Could you show all lines in the entries below that contain the string "struct"?
= = = = = = =
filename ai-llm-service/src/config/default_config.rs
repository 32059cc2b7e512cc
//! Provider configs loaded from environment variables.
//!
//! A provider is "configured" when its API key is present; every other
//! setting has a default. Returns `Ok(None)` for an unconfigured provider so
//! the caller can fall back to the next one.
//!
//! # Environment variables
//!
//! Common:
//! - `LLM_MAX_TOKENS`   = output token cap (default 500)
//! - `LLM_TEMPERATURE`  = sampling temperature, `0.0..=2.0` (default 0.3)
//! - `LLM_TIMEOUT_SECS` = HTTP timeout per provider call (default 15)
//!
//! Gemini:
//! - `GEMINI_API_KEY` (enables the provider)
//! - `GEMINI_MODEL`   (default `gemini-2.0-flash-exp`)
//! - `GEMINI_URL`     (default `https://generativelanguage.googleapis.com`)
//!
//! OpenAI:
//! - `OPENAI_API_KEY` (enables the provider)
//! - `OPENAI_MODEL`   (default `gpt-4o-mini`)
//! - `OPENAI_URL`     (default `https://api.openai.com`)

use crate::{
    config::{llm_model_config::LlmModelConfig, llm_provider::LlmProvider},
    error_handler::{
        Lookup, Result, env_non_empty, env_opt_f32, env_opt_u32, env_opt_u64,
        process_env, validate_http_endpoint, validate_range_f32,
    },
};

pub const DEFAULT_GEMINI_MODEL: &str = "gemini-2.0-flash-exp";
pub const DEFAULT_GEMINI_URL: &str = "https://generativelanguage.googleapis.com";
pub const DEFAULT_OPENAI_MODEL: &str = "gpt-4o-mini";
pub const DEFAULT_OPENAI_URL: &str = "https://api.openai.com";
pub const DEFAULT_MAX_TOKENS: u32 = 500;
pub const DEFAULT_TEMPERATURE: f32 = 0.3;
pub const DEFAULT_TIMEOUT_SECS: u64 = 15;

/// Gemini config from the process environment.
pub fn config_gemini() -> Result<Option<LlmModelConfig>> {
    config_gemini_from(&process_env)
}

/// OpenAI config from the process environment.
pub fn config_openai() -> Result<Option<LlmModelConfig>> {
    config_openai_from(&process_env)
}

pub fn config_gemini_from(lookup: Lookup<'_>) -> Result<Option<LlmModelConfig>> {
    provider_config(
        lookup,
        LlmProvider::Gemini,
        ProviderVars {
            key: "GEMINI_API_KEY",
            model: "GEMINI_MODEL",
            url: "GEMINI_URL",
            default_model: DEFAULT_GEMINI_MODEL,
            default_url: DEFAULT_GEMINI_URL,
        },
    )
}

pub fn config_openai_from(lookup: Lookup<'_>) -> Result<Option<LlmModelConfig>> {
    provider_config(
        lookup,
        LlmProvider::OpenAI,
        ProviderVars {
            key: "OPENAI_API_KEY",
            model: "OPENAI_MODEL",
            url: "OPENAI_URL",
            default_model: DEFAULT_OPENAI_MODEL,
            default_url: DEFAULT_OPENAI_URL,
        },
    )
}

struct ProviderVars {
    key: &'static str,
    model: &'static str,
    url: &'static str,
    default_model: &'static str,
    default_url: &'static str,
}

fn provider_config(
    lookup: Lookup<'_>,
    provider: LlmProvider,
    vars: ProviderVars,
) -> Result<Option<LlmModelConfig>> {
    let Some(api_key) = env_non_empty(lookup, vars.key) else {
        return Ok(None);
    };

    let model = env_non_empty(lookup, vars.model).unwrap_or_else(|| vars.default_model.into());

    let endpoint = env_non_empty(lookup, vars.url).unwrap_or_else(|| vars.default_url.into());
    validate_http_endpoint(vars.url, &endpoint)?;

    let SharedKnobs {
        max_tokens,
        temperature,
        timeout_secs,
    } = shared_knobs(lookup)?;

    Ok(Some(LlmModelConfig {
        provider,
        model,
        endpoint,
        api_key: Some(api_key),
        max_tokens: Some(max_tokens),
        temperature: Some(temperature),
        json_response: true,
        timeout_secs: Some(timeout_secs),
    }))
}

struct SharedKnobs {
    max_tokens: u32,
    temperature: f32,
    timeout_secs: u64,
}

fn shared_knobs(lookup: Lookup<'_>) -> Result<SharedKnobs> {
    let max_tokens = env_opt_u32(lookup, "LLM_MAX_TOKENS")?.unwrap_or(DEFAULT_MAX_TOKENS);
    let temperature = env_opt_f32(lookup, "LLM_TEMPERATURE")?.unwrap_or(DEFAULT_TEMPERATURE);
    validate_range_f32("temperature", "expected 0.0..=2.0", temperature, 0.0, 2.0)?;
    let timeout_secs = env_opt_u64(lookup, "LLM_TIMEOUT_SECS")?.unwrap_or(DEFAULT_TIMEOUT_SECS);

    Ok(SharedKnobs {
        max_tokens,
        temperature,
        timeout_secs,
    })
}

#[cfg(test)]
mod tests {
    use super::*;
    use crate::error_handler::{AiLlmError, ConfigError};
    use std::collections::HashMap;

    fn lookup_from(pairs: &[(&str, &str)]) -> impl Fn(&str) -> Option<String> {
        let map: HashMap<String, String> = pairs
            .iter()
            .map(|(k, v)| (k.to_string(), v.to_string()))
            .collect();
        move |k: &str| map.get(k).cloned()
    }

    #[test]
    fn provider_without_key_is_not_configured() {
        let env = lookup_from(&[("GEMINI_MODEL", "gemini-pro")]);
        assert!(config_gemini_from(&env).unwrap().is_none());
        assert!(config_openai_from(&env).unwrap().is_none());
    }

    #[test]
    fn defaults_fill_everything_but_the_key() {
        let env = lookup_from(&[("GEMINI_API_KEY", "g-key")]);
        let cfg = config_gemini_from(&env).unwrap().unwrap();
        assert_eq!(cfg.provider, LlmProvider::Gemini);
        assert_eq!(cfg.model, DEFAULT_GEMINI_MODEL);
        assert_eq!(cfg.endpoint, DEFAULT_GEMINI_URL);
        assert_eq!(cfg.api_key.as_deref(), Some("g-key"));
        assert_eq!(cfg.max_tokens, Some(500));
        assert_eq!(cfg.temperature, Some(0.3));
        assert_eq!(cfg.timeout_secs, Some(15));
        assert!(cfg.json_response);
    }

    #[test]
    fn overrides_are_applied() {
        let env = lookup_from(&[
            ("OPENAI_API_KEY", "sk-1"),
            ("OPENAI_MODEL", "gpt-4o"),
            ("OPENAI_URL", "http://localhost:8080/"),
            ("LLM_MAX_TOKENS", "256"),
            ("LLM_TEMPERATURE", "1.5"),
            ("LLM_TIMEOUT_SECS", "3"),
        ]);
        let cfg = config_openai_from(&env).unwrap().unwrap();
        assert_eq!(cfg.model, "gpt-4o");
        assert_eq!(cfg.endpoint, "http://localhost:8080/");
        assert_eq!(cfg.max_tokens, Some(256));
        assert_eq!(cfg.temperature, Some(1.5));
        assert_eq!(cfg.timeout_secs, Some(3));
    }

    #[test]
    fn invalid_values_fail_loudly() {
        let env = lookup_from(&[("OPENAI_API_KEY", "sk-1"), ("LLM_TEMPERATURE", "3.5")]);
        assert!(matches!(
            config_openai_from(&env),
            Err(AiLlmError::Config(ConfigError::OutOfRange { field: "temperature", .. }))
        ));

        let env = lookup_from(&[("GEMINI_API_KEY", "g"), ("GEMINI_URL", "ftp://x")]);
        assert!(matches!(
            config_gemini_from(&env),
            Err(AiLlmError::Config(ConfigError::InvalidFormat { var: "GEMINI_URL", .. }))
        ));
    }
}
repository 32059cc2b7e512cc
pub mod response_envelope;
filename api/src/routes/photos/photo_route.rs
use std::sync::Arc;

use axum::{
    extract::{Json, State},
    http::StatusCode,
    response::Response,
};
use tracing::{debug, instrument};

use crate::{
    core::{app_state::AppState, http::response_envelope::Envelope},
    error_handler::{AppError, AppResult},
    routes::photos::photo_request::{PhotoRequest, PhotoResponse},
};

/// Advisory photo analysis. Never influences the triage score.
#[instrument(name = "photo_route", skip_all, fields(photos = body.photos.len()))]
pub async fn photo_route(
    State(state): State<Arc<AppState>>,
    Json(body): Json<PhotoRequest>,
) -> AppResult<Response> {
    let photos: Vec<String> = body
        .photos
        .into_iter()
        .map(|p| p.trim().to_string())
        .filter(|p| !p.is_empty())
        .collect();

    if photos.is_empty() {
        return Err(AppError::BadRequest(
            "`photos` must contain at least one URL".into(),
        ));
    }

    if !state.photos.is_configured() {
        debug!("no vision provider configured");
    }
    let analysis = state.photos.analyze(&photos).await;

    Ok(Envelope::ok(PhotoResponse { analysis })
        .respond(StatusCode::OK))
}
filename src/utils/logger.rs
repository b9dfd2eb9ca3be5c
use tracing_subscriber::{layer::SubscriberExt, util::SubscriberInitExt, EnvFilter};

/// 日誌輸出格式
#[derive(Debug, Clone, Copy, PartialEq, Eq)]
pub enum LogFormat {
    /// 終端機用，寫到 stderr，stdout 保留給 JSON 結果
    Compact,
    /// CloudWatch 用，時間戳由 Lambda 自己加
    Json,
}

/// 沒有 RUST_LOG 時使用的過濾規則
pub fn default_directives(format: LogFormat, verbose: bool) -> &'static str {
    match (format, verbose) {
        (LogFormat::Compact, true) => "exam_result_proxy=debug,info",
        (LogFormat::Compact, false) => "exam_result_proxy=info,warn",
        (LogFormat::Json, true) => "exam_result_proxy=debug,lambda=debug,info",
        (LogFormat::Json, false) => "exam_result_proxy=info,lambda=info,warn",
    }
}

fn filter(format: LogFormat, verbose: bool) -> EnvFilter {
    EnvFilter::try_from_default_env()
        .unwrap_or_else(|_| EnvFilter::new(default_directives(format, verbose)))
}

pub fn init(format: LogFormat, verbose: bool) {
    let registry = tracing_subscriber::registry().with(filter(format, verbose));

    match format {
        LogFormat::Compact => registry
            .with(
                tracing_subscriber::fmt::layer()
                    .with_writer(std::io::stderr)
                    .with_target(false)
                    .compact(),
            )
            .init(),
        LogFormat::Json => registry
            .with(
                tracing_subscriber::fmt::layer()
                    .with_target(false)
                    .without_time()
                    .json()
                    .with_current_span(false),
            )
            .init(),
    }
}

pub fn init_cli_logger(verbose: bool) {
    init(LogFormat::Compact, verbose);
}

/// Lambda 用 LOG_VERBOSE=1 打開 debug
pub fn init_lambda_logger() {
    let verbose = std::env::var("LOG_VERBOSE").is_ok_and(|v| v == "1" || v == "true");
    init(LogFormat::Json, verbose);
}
= = = = = = =
### [Response box]
struct ProviderVars {
struct SharedKnobs {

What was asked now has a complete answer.